Anna Muza, University of California, Berkeley
The impact of European tradition on Ostrovskij's art has been largely overshadowed by the striking couleur local of his dramatic idiom. The flattering name of the Russian Shakespeare bestowed on Ostrovskij in his lifetime referred to the scope and variety of his work rather than its relation to classical theatre. In our century, scholars who have considered Ostrovskij's writings in a theatrical context (L. Lotman, V. Lakshin) emphasized the playwright's rejection of stereotypes and described some of his more obvious uses of melodrama as "stooping" to the popular taste of the time.

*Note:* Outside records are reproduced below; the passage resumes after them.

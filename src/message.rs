//! Bincode serialisation for router requests and replies.

use bincode::{
    BorrowDecode,
    Encode,
    borrow_decode_from_slice,
    config::{self, Configuration, Limit},
    encode_to_vec,
    error::{DecodeError, EncodeError},
};

use crate::frame::DEFAULT_MAX_CHUNK_LEN;

/// Ceiling on the bytes a single decode may claim for lengths declared inside
/// a message.
///
/// Chunk bodies come from peers, and bincode sizes containers from the length
/// a body declares before reading it. Without a ceiling a ten-byte body can
/// demand terabytes. Messages whose containers need more than this fail with
/// [`DecodeError::LimitExceeded`].
pub const DECODE_LIMIT: usize = DEFAULT_MAX_CHUNK_LEN;

type DecodeConfig = Configuration<config::LittleEndian, config::Varint, Limit<DECODE_LIMIT>>;

const fn decode_config() -> DecodeConfig { config::standard().with_limit::<DECODE_LIMIT>() }

/// Wrapper trait for message types carried in chunk bodies.
///
/// Any type deriving [`Encode`] and [`BorrowDecode`] implements this trait
/// through a blanket implementation. Encoding uses bincode's standard
/// configuration; decoding adds the [`DECODE_LIMIT`] ceiling.
pub trait Message: Encode + for<'de> BorrowDecode<'de, ()> {
    /// Serialise the message into a byte vector.
    ///
    /// # Errors
    ///
    /// Returns an [`EncodeError`] if serialisation fails.
    fn to_bytes(&self) -> Result<Vec<u8>, EncodeError> { encode_to_vec(self, config::standard()) }

    /// Deserialise a message from a chunk body, returning the message and
    /// the number of bytes consumed.
    ///
    /// # Errors
    ///
    /// Returns a [`DecodeError`] if deserialisation fails, including
    /// [`DecodeError::LimitExceeded`] when the body declares containers
    /// larger than [`DECODE_LIMIT`].
    fn from_bytes(bytes: &[u8]) -> Result<(Self, usize), DecodeError>
    where
        Self: Sized,
    {
        borrow_decode_from_slice(bytes, decode_config())
    }
}

impl<T> Message for T where for<'de> T: Encode + BorrowDecode<'de, ()> {}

I wish to suggest that the playwright's treatment of the dramatic tradition, both in its 'high' and 'low' forms, is more elaborate and significant. A careful student and translator of classical and modern playwrights, Ostrovskij adapted and reinvented rather than negated dramatic patterns and conventions of European repertoire. An example of Ostrovskij's strategies can be found in his use of role-playing, the age-old 'trick' of assumed identities. Importantly, the seemingly trite technique is characteristic of Ostrovskij's mature rather than early drama, shaping the famous _Na vsjakogo mudreca dovol'no prostoty_ (1868) and prominent in Les (1870), Volki i ovcy (1875), Poslednjaja zhertva (1878), and Krasavec-muzhchina (1883). In these and other plays, role-playing gives perfect expression to Ostrovskij's fundamental themes of genuineness and falsehood, betrayal and loyalty, temptation and ambition. At the same time, this quintessentially theatrical device links Ostrovskij's representation of Russian life to the dramatic language of contemporary comedy and melodrama, Balzac and Augier, as well as Shakespeare, Moliere and Goldoni. Putting masks on a broad range of characters, male and female, worthy and dishonorable, Ostrovskij often redefines the conventions of an emploi or disrupts an expected denouement.
I will present a set of imposters and 'actors' in Ostrovskij's later plays, particularly in Les and Volki i ovcy; comment on explicit and implicit references to their predecessors and counterparts in European drama; and discuss Ostrovskij's thematic and formal uses of the classical convention.